Мы выберемся, вот увидишь, нас не одолеть». Он поднялся из кресла, привел в порядок одежду, проводил дочку завтракать. А когда гладил по голове и просил, чтобы она ничего не рассказывала в школе, то смотрел на нее очень странно.
— Должно быть, мучился, думал, что делать, — предполагает Урания. — Не бежать ли за границу. Но он бы не смог войти ни в одно посольство. После санкций ни одного латиноамериканского посольства не осталось. Да и calies рыскали вокруг и сторожили двери тех, что остались. Наверное, он прожил ужасный день, боролся с совестью. Вечером, когда я вернулась из колледжа, решение было уже принято.
Тетушка Аделина больше не протестует. Только смотрит, и в глубине ее запавших глаз упрек мешается с ужасом и с недоверием, которое, несмотря на все ее усилия, постепенно гаснет. Манолита раскручивает и снова накручивает на палец прядь волос. Лусиндита и Марианита застыли, как статуи.
— Он уже помылся и оделся с обычной тщательностью; не скажешь, что он провел тяжелую ночь в кресле. Однако к бутербродам он не притронулся, а сомнения и душевные страдания легли на лицо мертвенной бледностью, кругами под глазами и загорелись испуганным блеском глаз.
— Ты плохо себя чувствуешь, папи? Почему ты такой бледный?
— Нам надо поговорить, Уранита. Пойдем наверх, в твою комнату. Не хочу, чтобы прислуга нас слышала.
— Его хотят посадить в тюрьму, — подумала девочка.

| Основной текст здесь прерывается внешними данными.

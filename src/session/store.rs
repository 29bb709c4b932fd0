//! Session storage
//!
//! Holds live dashboard sessions in memory. Nothing is persisted. Sessions
//! idle past the TTL are dropped, and the store never grows past its cap.

use super::{AnalysisSession, SessionSnapshot};
use crate::error::PropvestError;
use crate::models::{ExpensesUpdate, FinancingAssumptions, FinancingUpdate, OperatingExpenses};
use crate::Result;
use chrono::{DateTime, Utc};
use std::collections::HashMap;
use std::sync::Arc;
use std::time::Duration;
use tokio::sync::RwLock;
use tracing::{debug, info, warn};
use uuid::Uuid;

/// Trait for session storage
#[async_trait::async_trait]
pub trait SessionStore: Send + Sync {
    async fn create(
        &self,
        assumptions: Option<FinancingAssumptions>,
        expenses: Option<OperatingExpenses>,
    ) -> Result<SessionSnapshot>;
    async fn get(&self, session_id: Uuid) -> Result<SessionSnapshot>;
    async fn update_assumptions(&self, session_id: Uuid, update: FinancingUpdate) -> Result<SessionSnapshot>;
    async fn update_expenses(&self, session_id: Uuid, update: ExpensesUpdate) -> Result<SessionSnapshot>;
    async fn remove(&self, session_id: Uuid) -> Result<()>;
    async fn list(&self) -> Result<Vec<Uuid>>;
}

/// Bounds on how many sessions the in-memory store keeps alive
#[derive(Debug, Clone, Copy, PartialEq, Eq)]
pub struct SessionLimits {
    /// Sessions untouched for longer than this are dropped
    pub ttl: Duration,
    /// Creating beyond this evicts the least recently used session
    pub max_sessions: usize,
}

impl Default for SessionLimits {
    fn default() -> Self {
        Self {
            ttl: Duration::from_secs(30 * 60),
            max_sessions: 1000,
        }
    }
}

struct StoredSession {
    session: AnalysisSession,
    last_seen: DateTime<Utc>,
    touched: u64,
}

#[derive(Default)]
struct Sessions {
    entries: HashMap<Uuid, StoredSession>,
    clock: u64,
}

impl Sessions {
    fn tick(&mut self) -> u64 {
        self.clock += 1;
        self.clock
    }

    /// Live entry for `session_id`, refreshed; an expired one is dropped
    fn live(&mut self, session_id: Uuid, ttl: Duration, now: DateTime<Utc>) -> Result<&mut StoredSession> {
        let expired = match self.entries.get(&session_id) {
            Some(entry) => is_expired(entry, ttl, now),
            None => return Err(PropvestError::SessionNotFound(session_id)),
        };
        if expired {
            self.entries.remove(&session_id);
            debug!(session_id = %session_id, "Session expired on access");
            return Err(PropvestError::SessionNotFound(session_id));
        }

        let touched = self.tick();
        let entry = self
            .entries
            .get_mut(&session_id)
            .ok_or(PropvestError::SessionNotFound(session_id))?;
        entry.last_seen = now;
        entry.touched = touched;
        Ok(entry)
    }

    fn evict_expired(&mut self, ttl: Duration, now: DateTime<Utc>) -> usize {
        let before = self.entries.len();
        self.entries.retain(|_, entry| !is_expired(entry, ttl, now));
        before - self.entries.len()
    }

    fn evict_least_recent(&mut self) -> Option<Uuid> {
        let oldest = self
            .entries
            .iter()
            .min_by_key(|(_, entry)| entry.touched)
            .map(|(id, _)| *id)?;
        self.entries.remove(&oldest);
        Some(oldest)
    }
}

fn is_expired(entry: &StoredSession, ttl: Duration, now: DateTime<Utc>) -> bool {
    // A clock step backwards counts as no idle time
    let idle = (now - entry.last_seen).to_std().unwrap_or_default();
    idle > ttl
}

/// In-memory session store with idle expiry and a size cap
pub struct InMemorySessionStore {
    sessions: Arc<RwLock<Sessions>>,
    limits: SessionLimits,
}

impl InMemorySessionStore {
    pub fn new() -> Self {
        Self::with_limits(SessionLimits::default())
    }

    pub fn with_limits(limits: SessionLimits) -> Self {
        Self {
            sessions: Arc::new(RwLock::new(Sessions::default())),
            limits: SessionLimits {
                max_sessions: limits.max_sessions.max(1),
                ..limits
            },
        }
    }

    pub fn limits(&self) -> SessionLimits {
        self.limits
    }

    /// Drop every session idle longer than the TTL as of `now`
    pub async fn evict_idle_at(&self, now: DateTime<Utc>) -> usize {
        let mut sessions = self.sessions.write().await;
        let evicted = sessions.evict_expired(self.limits.ttl, now);
        if evicted > 0 {
            info!(evicted, remaining = sessions.entries.len(), "Evicted idle sessions");
        }
        evicted
    }

    pub async fn evict_idle(&self) -> usize {
        self.evict_idle_at(Utc::now()).await
    }

    /// Sweep idle sessions every `period` until the task is dropped
    pub fn spawn_sweeper(self: &Arc<Self>, period: Duration) -> tokio::task::JoinHandle<()> {
        let store = Arc::clone(self);
        tokio::spawn(async move {
            let mut ticker = tokio::time::interval(period);
            loop {
                ticker.tick().await;
                store.evict_idle().await;
            }
        })
    }
}

impl Default for InMemorySessionStore {
    fn default() -> Self {
        Self::new()
    }
}

#[async_trait::async_trait]
impl SessionStore for InMemorySessionStore {

    async fn create(
        &self,
        assumptions: Option<FinancingAssumptions>,
        expenses: Option<OperatingExpenses>,
    ) -> Result<SessionSnapshot> {
        let session = match (assumptions, expenses) {
            (None, None) => AnalysisSession::new()?,
            (a, e) => AnalysisSession::with_inputs(a.unwrap_or_default(), e.unwrap_or_default())?,
        };
        let snapshot = session.snapshot();
        let now = Utc::now();

        let mut sessions = self.sessions.write().await;
        sessions.evict_expired(self.limits.ttl, now);
        while sessions.entries.len() >= self.limits.max_sessions {
            match sessions.evict_least_recent() {
                Some(evicted) => warn!(session_id = %evicted, "Session cap reached, evicting least recently used"),
                None => break,
            }
        }

        let touched = sessions.tick();
        sessions.entries.insert(
            session.id(),
            StoredSession {
                session,
                last_seen: now,
                touched,
            },
        );

        info!(session_id = %snapshot.session_id, "Session created");
        Ok(snapshot)
    }

    async fn get(&self, session_id: Uuid) -> Result<SessionSnapshot> {
        let mut sessions = self.sessions.write().await;
        let entry = sessions.live(session_id, self.limits.ttl, Utc::now())?;
        Ok(entry.session.snapshot())
    }

    async fn update_assumptions(&self, session_id: Uuid, update: FinancingUpdate) -> Result<SessionSnapshot> {
        // Write lock spans read, recompute and swap so concurrent edits serialize
        let mut sessions = self.sessions.write().await;
        let entry = sessions.live(session_id, self.limits.ttl, Utc::now())?;

        entry.session.update_assumptions(&update)?;
        Ok(entry.session.snapshot())
    }

    async fn update_expenses(&self, session_id: Uuid, update: ExpensesUpdate) -> Result<SessionSnapshot> {
        let mut sessions = self.sessions.write().await;
        let entry = sessions.live(session_id, self.limits.ttl, Utc::now())?;

        entry.session.update_expenses(&update)?;
        Ok(entry.session.snapshot())
    }

    async fn remove(&self, session_id: Uuid) -> Result<()> {
        let mut sessions = self.sessions.write().await;
        sessions
            .entries
            .remove(&session_id)
            .map(|_| ())
            .ok_or(PropvestError::SessionNotFound(session_id))
    }

    async fn list(&self) -> Result<Vec<Uuid>> {
        let sessions = self.sessions.read().await;
        let now = Utc::now();

        let mut items: Vec<_> = sessions
            .entries
            .values()
            .filter(|entry| !is_expired(entry, self.limits.ttl, now))
            .map(|entry| (entry.session.id(), entry.session.created_at))
            .collect();

        items.sort_by_key(|(_, created_at)| *created_at);

        Ok(items.into_iter().map(|(id, _)| id).collect())
    }
}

— Он хочет сказать мне, чтобы я шла к дяде Анибалу и тете Аделине.
Они вошли в комнату, Урания бросила книжки на письменный столик и села на край кровати («под голубым покрывалом с диснеевскими зверушками»), а отец прислонился к окну.
— Ты для меня — все, я люблю тебя больше всего на свете, — улыбнулся он ей. — Ты — лучшее, что у меня есть. А с тех пор, как умерла мама, ты — единственное, что осталось у меня в жизни. Ты это понимаешь, доченька?
— Конечно, папи, — отозвалась она. — Что еще страшное произошло? Тебя хотят посадить в тюрьму?
— Нет, нет, — замотал он головой. — Наоборот, возможно, все уладится.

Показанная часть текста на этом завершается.